I had just written recently here about ballerina Carla Fracci’s fragrance Giselle, which I find captures the heroine in the happy first act of that ballet; how wonderful to know that a ballerina of today had a perfume created to capture the sense of the ghostly second act!
The same article reveals that a new book has been published which clearly I must get, if only for its title: “Scents and Sensibility: Perfume in Victorian Literary Culture”, by Catherine Maxwell; it includes descriptions of scents at the 19th century theater:
Catherine Maxwell quotes Oscar Wilde’s plan for mood-enhancing fragrance in Salome. He wanted “in place of an orchestra, braziers of perfume. Think – the scented clouds rising and partly veiling the stage from time to time – a new perfume for each emotion.” It never happened: how could you air the theatre between emotions?
However, Wilde’s fans ensured an aromatic premiere for The Importance of Being Earnest in 1895. Ada Leverson reported that “nearly all the pretty women wore sprays of lilies against their large puffed sleeves, while rows and rows of young elegants had buttonholes of the delicate bloom of lily of the valley.”

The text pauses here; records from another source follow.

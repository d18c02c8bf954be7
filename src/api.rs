//! Public API surface for the visualization core.
//!
//! This file consolidates the types a host application needs: domain
//! models, the state machines, the session, and the renderer seam.

pub use crate::config::VizConfig;
pub use crate::error::DataError;
pub use crate::error::DataResult;
pub use crate::models::Activity;
pub use crate::models::ActivityGroup;
pub use crate::models::Dataset;
pub use crate::models::Measure;
pub use crate::models::PointId;
pub use crate::models::PointSymbol;
pub use crate::models::RawRow;
pub use crate::models::Sample;
pub use crate::parsing::load_dataset;
pub use crate::parsing::load_regression;
pub use crate::parsing::CurvePoint;
pub use crate::parsing::RegressionCurve;
pub use crate::parsing::RegressionSet;
pub use crate::render::apply;
pub use crate::render::RecordingRenderer;
pub use crate::render::RenderedPoint;
pub use crate::render::Renderer;
pub use crate::services::compute_chart_data;
pub use crate::services::default_script;
pub use crate::services::ChartData;
pub use crate::services::ClickTimingEstimator;
pub use crate::services::Directive;
pub use crate::services::EstimateAnnotation;
pub use crate::services::EstimatorSettings;
pub use crate::services::FeedBatch;
pub use crate::services::FilterState;
pub use crate::services::FilterToggle;
pub use crate::services::InputEvent;
pub use crate::services::LegendEntry;
pub use crate::services::MeasureSummary;
pub use crate::services::NarrativeSequencer;
pub use crate::services::NarrativeStep;
pub use crate::services::Phase;
pub use crate::services::PointFeed;
pub use crate::services::SessionSettings;
pub use crate::services::StepOutcome;
pub use crate::services::VizSession;
pub use crate::visual::style_for;
pub use crate::visual::FillChoice;
pub use crate::visual::PointStyle;
pub use crate::visual::StyleRule;
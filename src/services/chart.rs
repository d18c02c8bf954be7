//! Chart-ready summary of a dataset: axis extents, legends, counts.

use serde::{Deserialize, Serialize};

use crate::models::{Activity, Dataset, Measure, PointSymbol};
use crate::visual::DEFAULT_SYMBOL_AREA;

/// Padding added above and below the raw value extent.
pub const VALUE_PAD: f64 = 5.0;

/// Legend entry for one activity.
#[derive(Debug, Clone, Serialize, Deserialize)]
pub struct LegendEntry {
    pub activity: Activity,
    pub color: String,
    pub count: usize,
}

/// Legend entry for one measure.
#[derive(Debug, Clone, Serialize, Deserialize)]
pub struct MeasureSummary {
    pub measure: Measure,
    pub symbol: PointSymbol,
    pub color: String,
    pub count: usize,
}

/// Everything a renderer needs to lay out axes and legends.
#[derive(Debug, Clone, Serialize, Deserialize)]
pub struct ChartData {
    pub time_min: qtty::Seconds,
    pub time_max: qtty::Seconds,
    /// Value extent, already padded by [`VALUE_PAD`].
    pub value_min: f64,
    pub value_max: f64,
    pub total_points: usize,
    pub legend: Vec<LegendEntry>,
    pub measures: Vec<MeasureSummary>,
    pub symbol_area: f64,
}

/// Computes axis extents and legend metadata for a dataset.
///
/// The value axis is padded by [`VALUE_PAD`] on both ends so extreme points
/// do not sit on the chart border. The time axis uses the raw extent.
pub fn compute_chart_data(dataset: &Dataset) -> ChartData {
    if dataset.is_empty() {
        return ChartData {
            time_min: qtty::Seconds::new(0.0),
            time_max: qtty::Seconds::new(0.0),
            value_min: 0.0,
            value_max: 10.0,
            total_points: 0,
            legend: vec![],
            measures: vec![],
            symbol_area: DEFAULT_SYMBOL_AREA,
        };
    }

    let mut time_min = f64::MAX;
    let mut time_max = f64::MIN;
    let mut value_min = f64::MAX;
    let mut value_max = f64::MIN;

    for group in dataset.groups() {
        for sample in &group.samples {
            let t = sample.timestamp.value();
            time_min = time_min.min(t);
            time_max = time_max.max(t);
            value_min = value_min.min(sample.value);
            value_max = value_max.max(sample.value);
        }
    }

    let legend = dataset
        .groups()
        .iter()
        .map(|group| LegendEntry {
            activity: group.activity,
            color: group.activity.color().to_string(),
            count: group.samples.len(),
        })
        .collect();

    let measures = Measure::ALL
        .iter()
        .map(|&measure| MeasureSummary {
            measure,
            symbol: measure.symbol(),
            color: measure.color().to_string(),
            count: dataset
                .groups()
                .iter()
                .flat_map(|g| g.samples.iter())
                .filter(|s| s.measure == measure)
                .count(),
        })
        .collect();

    ChartData {
        time_min: qtty::Seconds::new(time_min),
        time_max: qtty::Seconds::new(time_max),
        value_min: value_min - VALUE_PAD,
        value_max: value_max + VALUE_PAD,
        total_points: dataset.len(),
        legend,
        measures,
        symbol_area: DEFAULT_SYMBOL_AREA,
    }
}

I love the idea of scented theater productions, something perfumer Sarah McCartney of 4160 Tuesdays has done in collaboration with directors:
She has scented productions, including Handel’s Acis and Galatea. The opening fragrance summoned cut grass and cucumber, “fresh, green and outdoors”. During the interval, as the plot darkened, she sprayed a muddy, leathery, mossy brew called Foreboding from bottles in the balcony.

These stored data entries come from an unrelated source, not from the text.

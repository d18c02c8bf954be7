//! Visualization configuration file support.
//!
//! Reads session tunables, the narrative script, and data locations from
//! TOML configuration files.

use serde::{Deserialize, Serialize};
use std::fs;
use std::path::{Path, PathBuf};

use crate::error::DataError;
use crate::models::{Activity, Dataset};
use crate::parsing::RegressionSet;
use crate::services::estimator::{ClickTimingEstimator, EstimatorSettings};
use crate::services::narrative::{default_script, NarrativeSequencer, NarrativeStep};
use crate::services::session::{SessionSettings, VizSession};

/// Visualization configuration from file.
#[derive(Debug, Clone, Default, PartialEq, Serialize, Deserialize)]
pub struct VizConfig {
    #[serde(default)]
    pub data: DataSettings,
    #[serde(default)]
    pub feed: FeedSettings,
    #[serde(default)]
    pub animation: AnimationSettings,
    #[serde(default)]
    pub estimator: EstimatorConfig,
    #[serde(default)]
    pub narrative: NarrativeConfig,
}

/// Data file locations.
#[derive(Debug, Clone, PartialEq, Serialize, Deserialize)]
pub struct DataSettings {
    #[serde(default = "default_data_dir")]
    pub dir: PathBuf,
    /// Activity labels to load, matching `sampled_<label>.csv` files.
    #[serde(default = "default_activity_labels")]
    pub activities: Vec<String>,
    #[serde(default)]
    pub regression_file: Option<PathBuf>,
}

impl Default for DataSettings {
    fn default() -> Self {
        DataSettings {
            dir: default_data_dir(),
            activities: default_activity_labels(),
            regression_file: None,
        }
    }
}

/// Point feed tunables.
#[derive(Debug, Clone, PartialEq, Serialize, Deserialize)]
pub struct FeedSettings {
    #[serde(default = "default_initial_reveal")]
    pub initial_reveal: usize,
    #[serde(default = "default_reveal_step")]
    pub reveal_step: i64,
}

impl Default for FeedSettings {
    fn default() -> Self {
        FeedSettings {
            initial_reveal: default_initial_reveal(),
            reveal_step: default_reveal_step(),
        }
    }
}

/// Timing of visual transitions.
#[derive(Debug, Clone, PartialEq, Serialize, Deserialize)]
pub struct AnimationSettings {
    /// Duration renderers should animate enters and restyles over.
    #[serde(default = "default_transition_secs")]
    pub transition_secs: f64,
    /// Quiet period after each transition during which triggers are dropped.
    #[serde(default = "default_settle_secs")]
    pub settle_secs: f64,
}

impl Default for AnimationSettings {
    fn default() -> Self {
        AnimationSettings {
            transition_secs: default_transition_secs(),
            settle_secs: default_settle_secs(),
        }
    }
}

/// Click-timing estimator stage.
#[derive(Debug, Clone, PartialEq, Serialize, Deserialize)]
pub struct EstimatorConfig {
    #[serde(default = "default_true")]
    pub enabled: bool,
    #[serde(default = "default_window_secs")]
    pub window_secs: f64,
    #[serde(default = "default_beat_multiplier")]
    pub beat_multiplier: f64,
    #[serde(default = "default_estimate_cap")]
    pub estimate_cap: f64,
    #[serde(default = "default_handoff_delay_secs")]
    pub handoff_delay_secs: f64,
    #[serde(default = "default_estimator_prompt")]
    pub prompt: String,
}

impl Default for EstimatorConfig {
    fn default() -> Self {
        EstimatorConfig {
            enabled: true,
            window_secs: default_window_secs(),
            beat_multiplier: default_beat_multiplier(),
            estimate_cap: default_estimate_cap(),
            handoff_delay_secs: default_handoff_delay_secs(),
            prompt: default_estimator_prompt(),
        }
    }
}

/// Narrative script and captions.
#[derive(Debug, Clone, PartialEq, Serialize, Deserialize)]
pub struct NarrativeConfig {
    #[serde(default = "default_intro_caption")]
    pub intro_caption: String,
    #[serde(default = "default_script")]
    pub steps: Vec<NarrativeStep>,
}

impl Default for NarrativeConfig {
    fn default() -> Self {
        NarrativeConfig {
            intro_caption: default_intro_caption(),
            steps: default_script(),
        }
    }
}

fn default_data_dir() -> PathBuf {
    PathBuf::from("data")
}

fn default_activity_labels() -> Vec<String> {
    Activity::ALL.iter().map(|a| a.label().to_string()).collect()
}

fn default_initial_reveal() -> usize {
    30
}

fn default_reveal_step() -> i64 {
    10
}

fn default_transition_secs() -> f64 {
    0.6
}

fn default_settle_secs() -> f64 {
    0.75
}

fn default_true() -> bool {
    true
}

fn default_window_secs() -> f64 {
    5.0
}

fn default_beat_multiplier() -> f64 {
    12.0
}

fn default_estimate_cap() -> f64 {
    200.0
}

fn default_handoff_delay_secs() -> f64 {
    1.5
}

fn default_estimator_prompt() -> String {
    "Tap the button along with the pulse you would expect during".to_string()
}

fn default_intro_caption() -> String {
    "Heart and breathing rates, sampled across three activities.".to_string()
}

impl VizConfig {
    /// Load visualization configuration from a TOML file.
    pub fn from_file<P: AsRef<Path>>(path: P) -> Result<Self, DataError> {
        let content = fs::read_to_string(path.as_ref()).map_err(|e| {
            DataError::ConfigurationError(format!("Failed to read config file: {}", e))
        })?;

        let config: VizConfig = toml::from_str(&content).map_err(|e| {
            DataError::ConfigurationError(format!("Failed to parse config file: {}", e))
        })?;

        config.validate()?;
        Ok(config)
    }

    /// Load visualization configuration from the default location.
    ///
    /// Searches for `pulseplot.toml` in:
    /// 1. Current directory
    /// 2. `config/` directory
    /// 3. Parent directory
    pub fn from_default_location() -> Result<Self, DataError> {
        let search_paths = vec![
            PathBuf::from("pulseplot.toml"),
            PathBuf::from("config/pulseplot.toml"),
            PathBuf::from("../pulseplot.toml"),
        ];

        for path in search_paths {
            if path.exists() {
                return Self::from_file(&path);
            }
        }

        Err(DataError::ConfigurationError(
            "No pulseplot.toml found in standard locations".to_string(),
        ))
    }

    /// Checks cross-field constraints a TOML parse cannot express.
    pub fn validate(&self) -> Result<(), DataError> {
        if self.estimator.window_secs <= 0.0 {
            return Err(DataError::ConfigurationError(
                "estimator.window_secs must be positive".to_string(),
            ));
        }
        if self.estimator.beat_multiplier <= 0.0 || self.estimator.estimate_cap <= 0.0 {
            return Err(DataError::ConfigurationError(
                "estimator.beat_multiplier and estimator.estimate_cap must be positive"
                    .to_string(),
            ));
        }
        if self.animation.transition_secs < 0.0 {
            return Err(DataError::ConfigurationError(
                "animation.transition_secs must not be negative".to_string(),
            ));
        }
        if self.animation.settle_secs <= self.animation.transition_secs {
            return Err(DataError::ConfigurationError(
                "animation.settle_secs must exceed animation.transition_secs".to_string(),
            ));
        }
        if self.narrative.steps.is_empty() {
            return Err(DataError::ConfigurationError(
                "narrative.steps must contain at least one step".to_string(),
            ));
        }
        self.activities()?;
        Ok(())
    }

    /// Parses the configured activity labels.
    pub fn activities(&self) -> Result<Vec<Activity>, DataError> {
        self.data
            .activities
            .iter()
            .map(|label| Activity::from_label(label))
            .collect()
    }

    /// Session tunables derived from this configuration.
    pub fn session_settings(&self) -> SessionSettings {
        SessionSettings {
            initial_reveal: self.feed.initial_reveal,
            default_reveal_step: self.feed.reveal_step,
            settle_secs: self.animation.settle_secs,
            handoff_delay_secs: self.estimator.handoff_delay_secs,
            intro_caption: self.narrative.intro_caption.clone(),
            estimator_prompt: self.estimator.prompt.clone(),
        }
    }

    /// Estimator stage, if enabled and at least one condition is configured.
    pub fn build_estimator(&self) -> Result<Option<ClickTimingEstimator>, DataError> {
        if !self.estimator.enabled {
            return Ok(None);
        }
        let conditions = self.activities()?;
        if conditions.is_empty() {
            log::warn!("Estimator enabled but no activities configured; skipping the stage");
            return Ok(None);
        }
        Ok(Some(ClickTimingEstimator::new(EstimatorSettings {
            window_secs: self.estimator.window_secs,
            beat_multiplier: self.estimator.beat_multiplier,
            estimate_cap: self.estimator.estimate_cap,
            conditions,
        })))
    }

    /// Composes a session from this configuration and loaded data.
    pub fn build_session(
        &self,
        dataset: Dataset,
        regression: RegressionSet,
    ) -> Result<VizSession, DataError> {
        let narrative = NarrativeSequencer::new(self.narrative.steps.clone());
        let estimator = self.build_estimator()?;
        Ok(VizSession::new(
            dataset,
            narrative,
            estimator,
            regression,
            self.session_settings(),
        ))
    }
}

I recently attended a production of “Twelfth Night” in a tavern-style theater that presents plays on a stage that resembles the Globe Theater, but smaller, and that encourages the audience to buy dinner and drinks to consume during the show, from a kitchen behind the seating area. Choices include Shepherd’s Pie, Cornish pasties, Guinness, Samuel Smith ales, etc. It’s a different means of “scenting” a production but remarkably fun when paired with a Shakespearean comedy. Not sure I’d enjoy it so much during “Romeo and Juliet”, though …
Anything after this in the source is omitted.